::: SUPPLIED ENTRIES
//! Client token format and session id derivation.
//!
//! A token is `ownerHost|secret`. The owner is the address of the host that
//! minted (or last adopted) the session. The secret never changes. The
//! session id is `base64(HMAC-SHA256(key, secret))`, so every host sharing
//! the key derives the same id.

use std::{fmt, net::IpAddr};

use base64::{Engine as _, engine::general_purpose::STANDARD as BASE64};
use hmac::{Hmac, Mac};
use sha2::Sha256;
use thiserror::Error;
use uuid::Uuid;

use crate::SessionId;

/// Separator between owner host and secret.
pub const TOKEN_SEPARATOR: char = '|';

type HmacSha256 = Hmac<Sha256>;

/// Token error.
#[derive(Debug, Error)]
pub enum TokenError {
    #[error("Invalid signing key: {0}")]
    InvalidKey(String),
}

/// Client-carried session token.
#[derive(Debug, Clone, PartialEq, Eq)]
pub struct Token {
    /// Address of the host that owns the session data.
    pub owner_host: String,
    /// Client secret, generated once.
    pub secret: String,
}

impl Token {
    /// Build a token from its parts.
    #[must_use]
    pub fn new(owner_host: impl Into<String>, secret: impl Into<String>) -> Self {
        Self {
            owner_host: owner_host.into(),
            secret: secret.into(),
        }
    }

    /// Mint a token with a fresh secret owned by `owner_host`.
    #[must_use]
    pub fn mint(owner_host: impl Into<String>) -> Self {
        Self::new(owner_host, generate_secret())
    }

    /// Parse `ownerHost|secret`.
    ///
    /// Returns `None` unless the value splits into exactly two non-empty parts
    /// and the owner is an IP address.
    #[must_use]
    pub fn parse(raw: &str) -> Option<Self> {
        let mut parts = raw.split(TOKEN_SEPARATOR);
        let owner = parts.next()?;
        let secret = parts.next()?;
        if parts.next().is_some() || !is_valid_owner(owner) || secret.is_empty() {
            return None;
        }
        Some(Self::new(owner, secret))
    }

    /// Same secret, new owner.
    #[must_use]
    pub fn with_owner(mut self, owner_host: impl Into<String>) -> Self {
        self.owner_host = owner_host.into();
        self
    }

    /// Wire form of the token.
    #[must_use]
    pub fn encode(&self) -> String {
        self.to_string()
    }
}

impl fmt::Display for Token {
    fn fmt(&self, f: &mut fmt::Formatter<'_>) -> fmt::Result {
        write!(f, "{}{TOKEN_SEPARATOR}{}", self.owner_host, self.secret)
    }
}

/// Whether `owner` may name the host a session lives on.
///
/// The owner is client-supplied and ends up in a peer URL, so only literal
/// IP addresses are accepted.
#[must_use]
pub fn is_valid_owner(owner: &str) -> bool {
    owner.parse::<IpAddr>().is_ok()
}

/// Generate a high-entropy client secret (32 lowercase hex chars).
#[must_use]
pub fn generate_secret() -> String {
    Uuid::new_v4().simple().to_string()
}

/// Derive the session id for `secret` under `key`.
///
/// # Errors
/// Returns error if the MAC cannot be keyed.
pub fn derive_session_id(secret: &str, key: &str) -> Result<SessionId, TokenError> {
    let mut mac = HmacSha256::new_from_slice(key.as_bytes())
        .map_err(|e| TokenError::InvalidKey(e.to_string()))?;
    mac.update(secret.as_bytes());
    Ok(SessionId::new(BASE64.encode(mac.finalize().into_bytes())))
}
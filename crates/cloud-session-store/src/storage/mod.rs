//! Storage implementations.

pub mod memory;
pub mod snapshot;

pub use memory::SessionStore;
pub use snapshot::{RecoverySnapshot, SnapshotEntry, SnapshotError};
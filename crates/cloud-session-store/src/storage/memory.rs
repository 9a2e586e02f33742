//! In-memory session store.

use std::{
    collections::HashMap,
    sync::{Arc, Mutex, PoisonError, RwLock, RwLockReadGuard, RwLockWriteGuard},
};

use cloud_session_core::{Clock, SessionData, SessionId, SessionRecord, SystemClock};

use super::snapshot::{RecoverySnapshot, SnapshotError};

struct Inner {
    records: RwLock<HashMap<SessionId, SessionRecord>>,
    clock: Arc<dyn Clock>,
    snapshot: Option<RecoverySnapshot>,
    // Id currently held by the snapshot file.
    snapshot_id: Mutex<Option<SessionId>>,
}

/// Process-local map from session id to record.
///
/// Cheap to clone; clones share the same map. Every operation holds the
/// lock for a short synchronous section only, never across an `.await`.
#[derive(Clone)]
pub struct SessionStore {
    inner: Arc<Inner>,
}

impl Default for SessionStore {
    fn default() -> Self {
        Self::new()
    }
}

impl SessionStore {
    /// Create an empty store on the wall clock.
    #[must_use]
    pub fn new() -> Self {
        Self::with_clock(Arc::new(SystemClock))
    }

    /// Create an empty store on the given clock.
    #[must_use]
    pub fn with_clock(clock: Arc<dyn Clock>) -> Self {
        Self::build(clock, None)
    }

    /// Create an empty store that mirrors the last touched session to
    /// `snapshot`.
    #[must_use]
    pub fn with_snapshot(clock: Arc<dyn Clock>, snapshot: RecoverySnapshot) -> Self {
        Self::build(clock, Some(snapshot))
    }

    fn build(clock: Arc<dyn Clock>, snapshot: Option<RecoverySnapshot>) -> Self {
        Self {
            inner: Arc::new(Inner {
                records: RwLock::new(HashMap::new()),
                clock,
                snapshot,
                snapshot_id: Mutex::new(None),
            }),
        }
    }

    fn read(&self) -> RwLockReadGuard<'_, HashMap<SessionId, SessionRecord>> {
        self.inner
            .records
            .read()
            .unwrap_or_else(PoisonError::into_inner)
    }

    fn write(&self) -> RwLockWriteGuard<'_, HashMap<SessionId, SessionRecord>> {
        self.inner
            .records
            .write()
            .unwrap_or_else(PoisonError::into_inner)
    }

    /// Current time according to the store's clock.
    #[must_use]
    pub fn now(&self) -> i64 {
        self.inner.clock.now_millis()
    }

    /// Create an empty record for `id` if there is none.
    ///
    /// Returns `true` if a record was created.
    pub fn ensure(&self, id: &SessionId) -> bool {
        let now = self.now();
        let mut records = self.write();
        if records.contains_key(id) {
            return false;
        }
        records.insert(id.clone(), SessionRecord::new(now));
        true
    }

    /// Copy of the record for `id`.
    #[must_use]
    pub fn get(&self, id: &SessionId) -> Option<SessionRecord> {
        self.read().get(id).cloned()
    }

    #[must_use]
    pub fn contains(&self, id: &SessionId) -> bool {
        self.read().contains_key(id)
    }

    /// Refresh `lastTouched`. Returns `false` if there is no such record.
    pub fn touch(&self, id: &SessionId) -> bool {
        let now = self.now();
        self.write()
            .get_mut(id)
            .map(|record| record.last_touched = now)
            .is_some()
    }

    /// Remove the record. Returns `true` if one existed.
    pub fn delete(&self, id: &SessionId) -> bool {
        self.take(id).is_some()
    }

    /// Remove the record and hand it back, in one critical section.
    pub fn take(&self, id: &SessionId) -> Option<SessionRecord> {
        self.write().remove(id)
    }

    /// Put `record` under `id`, replacing any existing one.
    pub fn insert(&self, id: SessionId, record: SessionRecord) {
        self.write().insert(id, record);
    }

    /// Replace the payload, creating the record if needed.
    pub fn replace_data(&self, id: &SessionId, data: SessionData) {
        let now = self.now();
        self.write()
            .entry(id.clone())
            .or_insert_with(|| SessionRecord::new(now))
            .data = data;
    }

    /// Run `f` against the resident payload. `None` if there is no record.
    pub fn with_data_mut<R>(
        &self,
        id: &SessionId,
        f: impl FnOnce(&mut SessionData) -> R,
    ) -> Option<R> {
        self.write().get_mut(id).map(|record| f(&mut record.data))
    }

    /// Run `f` against the payload, creating an empty record first if needed.
    pub fn upsert_data<R>(&self, id: &SessionId, f: impl FnOnce(&mut SessionData) -> R) -> R {
        let now = self.now();
        let mut records = self.write();
        let record = records
            .entry(id.clone())
            .or_insert_with(|| SessionRecord::new(now));
        f(&mut record.data)
    }

    /// Remove every record idle for longer than `expiry_secs` as of `now`.
    ///
    /// Returns the removed ids. Also removes the recovery file if it held
    /// one of them.
    pub fn sweep(&self, now: i64, expiry_secs: u64) -> Vec<SessionId> {
        let removed: Vec<SessionId> = {
            let mut records = self.write();
            let expired: Vec<SessionId> = records
                .iter()
                .filter(|(_, record)| record.is_expired(now, expiry_secs))
                .map(|(id, _)| id.clone())
                .collect();
            for id in &expired {
                records.remove(id);
            }
            expired
        };

        for id in &removed {
            tracing::debug!(session_id = %id, "Expired session removed");
        }
        self.forget_snapshot_if(|held| removed.contains(held));
        removed
    }

    /// Sweep as of the store's clock.
    pub fn sweep_now(&self, expiry_secs: u64) -> Vec<SessionId> {
        self.sweep(self.now(), expiry_secs)
    }

    /// Drop every record.
    pub fn clear(&self) {
        self.write().clear();
        self.forget_snapshot_if(|_| true);
    }

    #[must_use]
    pub fn len(&self) -> usize {
        self.read().len()
    }

    #[must_use]
    pub fn is_empty(&self) -> bool {
        self.read().is_empty()
    }

    /// Whether a recovery snapshot is attached.
    #[must_use]
    pub fn has_snapshot(&self) -> bool {
        self.inner.snapshot.is_some()
    }

    /// Payload the recovery file holds for `id`.
    ///
    /// A file holding another session, an absent file and a corrupt file
    /// all read as a miss.
    #[must_use]
    pub fn recover(&self, id: &SessionId) -> Option<SessionData> {
        let snapshot = self.inner.snapshot.as_ref()?;
        match snapshot.read() {
            Ok(entry) => entry
                .filter(|entry| entry.id == *id)
                .map(|entry| entry.record.data),
            Err(e) => {
                tracing::warn!(path = %snapshot.path().display(), "Ignoring recovery snapshot: {e}");
                None
            }
        }
    }

    /// Write the current record for `id` to the recovery file.
    ///
    /// A store without a snapshot, or an unknown id, is a no-op.
    ///
    /// # Errors
    /// Returns error if the file cannot be written.
    pub fn persist(&self, id: &SessionId) -> Result<(), SnapshotError> {
        let Some(snapshot) = self.inner.snapshot.as_ref() else {
            return Ok(());
        };
        let Some(record) = self.get(id) else {
            return Ok(());
        };
        snapshot.write(id, &record)?;
        *self
            .inner
            .snapshot_id
            .lock()
            .unwrap_or_else(PoisonError::into_inner) = Some(id.clone());
        Ok(())
    }

    fn forget_snapshot_if(&self, held_by: impl Fn(&SessionId) -> bool) {
        let Some(snapshot) = self.inner.snapshot.as_ref() else {
            return;
        };
        let mut held = self
            .inner
            .snapshot_id
            .lock()
            .unwrap_or_else(PoisonError::into_inner);
        if held.as_ref().is_some_and(|id| held_by(id)) {
            if let Err(e) = snapshot.remove() {
                tracing::error!(path = %snapshot.path().display(), "Failed to remove recovery snapshot: {e}");
            }
            *held = None;
        }
    }
}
::::::
TASK
Copy out, from the data above, every line holding the word "path".

EXERCISE OUTPUT
                tracing::warn!(path = %snapshot.path().display(), "Ignoring recovery snapshot: {e}");
                tracing::error!(path = %snapshot.path().display(), "Failed to remove recovery snapshot: {e}");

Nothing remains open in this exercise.